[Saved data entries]
◇ ◇ ◇ ◇ ◇
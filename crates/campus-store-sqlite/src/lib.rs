//! SQLite backend for the campus portal store.
//!
//! Wraps [`tokio_rusqlite`] so all database access runs on a dedicated thread
//! without blocking the async runtime.

mod encode;
mod schema;
mod store;

pub mod error;

pub use error::{Error, Result};
pub use store::SqliteStore;

#[cfg(test)]
mod tests;
//! Student feedback on faculty: submissions, validation, and per-faculty
//! statistics.
//!
//! Each submission rates ten fixed questions plus an overall score, all on a
//! 1 to 10 scale. Submissions are accepted only while the feedback window is
//! open and only from students whose attendance meets the policy threshold.

use std::ops::RangeInclusive;

use chrono::{DateTime, FixedOffset};
use serde::{Deserialize, Serialize};

use crate::{
  Error, Result,
  attendance::{AttendanceSummary, FacultyId, SubjectId},
  year_level::YearLevel,
};

pub const QUESTION_COUNT: usize = 10;

pub const RATING_SCALE: RangeInclusive<u8> = 1..=10;

/// Stored in place of a blank student name.
pub const ANONYMOUS: &str = "Anonymous";

// ─── Submissions ─────────────────────────────────────────────────────────────

#[derive(Debug, Clone, PartialEq, Serialize, Deserialize)]
pub struct NewFeedback {
  /// `None` or blank is stored as [`ANONYMOUS`].
  pub student_name:   Option<String>,
  pub faculty_id:     FacultyId,
  pub subject_id:     Option<SubjectId>,
  pub year_level:     Option<YearLevel>,
  pub ratings:        [u8; QUESTION_COUNT],
  pub overall_rating: u8,
  pub comments:       Option<String>,
  pub submitted_at:   DateTime<FixedOffset>,
}

impl NewFeedback {
  /// Every rating, overall included, must be on [`RATING_SCALE`].
  pub fn validate(&self) -> Result<()> {
    for (i, &value) in self.ratings.iter().enumerate() {
      check_rating(format!("q{}", i + 1), value)?;
    }
    check_rating("overall".to_owned(), self.overall_rating)
  }

  pub fn display_name(&self) -> &str {
    match self.student_name.as_deref().map(str::trim) {
      Some(name) if !name.is_empty() => name,
      _ => ANONYMOUS,
    }
  }
}

fn check_rating(field: String, value: u8) -> Result<()> {
  if RATING_SCALE.contains(&value) {
    Ok(())
  } else {
    Err(Error::InvalidRating { field, value })
  }
}

/// A stored feedback submission.
#[derive(Debug, Clone, PartialEq, Serialize, Deserialize)]
pub struct FeedbackEntry {
  pub id:             i64,
  pub student_name:   String,
  pub faculty_id:     FacultyId,
  pub subject_id:     Option<SubjectId>,
  pub year_level:     Option<YearLevel>,
  pub ratings:        [u8; QUESTION_COUNT],
  pub overall_rating: u8,
  pub comments:       Option<String>,
  pub created_at:     DateTime<FixedOffset>,
}

/// Submission count and mean overall rating for one faculty member.
#[derive(Debug, Clone, Copy, PartialEq, Serialize)]
pub struct FacultyFeedbackStats {
  pub faculty_id:     FacultyId,
  pub count:          u32,
  /// `None` until the first submission.
  pub average_rating: Option<f64>,
}

// ─── Access ──────────────────────────────────────────────────────────────────

#[derive(Debug, Clone, Copy, PartialEq, Eq, Serialize)]
#[serde(rename_all = "snake_case")]
pub enum FeedbackAccess {
  Granted,
  WindowClosed,
  AttendanceTooLow,
}

impl FeedbackAccess {
  pub fn is_granted(&self) -> bool { matches!(self, Self::Granted) }
}

/// A closed window takes precedence over low attendance. `attendance` is
/// `None` when no student is in question.
pub fn feedback_access(open: bool, attendance: Option<&AttendanceSummary>) -> FeedbackAccess {
  if !open {
    FeedbackAccess::WindowClosed
  } else if attendance.is_some_and(|a| !a.eligible) {
    FeedbackAccess::AttendanceTooLow
  } else {
    FeedbackAccess::Granted
  }
}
◇ ◇ ◇ ◇ ◇
■ EXERCISE INSTRUCTIONS: Where a line of the records has the string "None", return that line.

■ WRITTEN SOLUTION:
  /// `None` or blank is stored as [`ANONYMOUS`].
  /// `None` until the first submission.
/// `None` when no student is in question.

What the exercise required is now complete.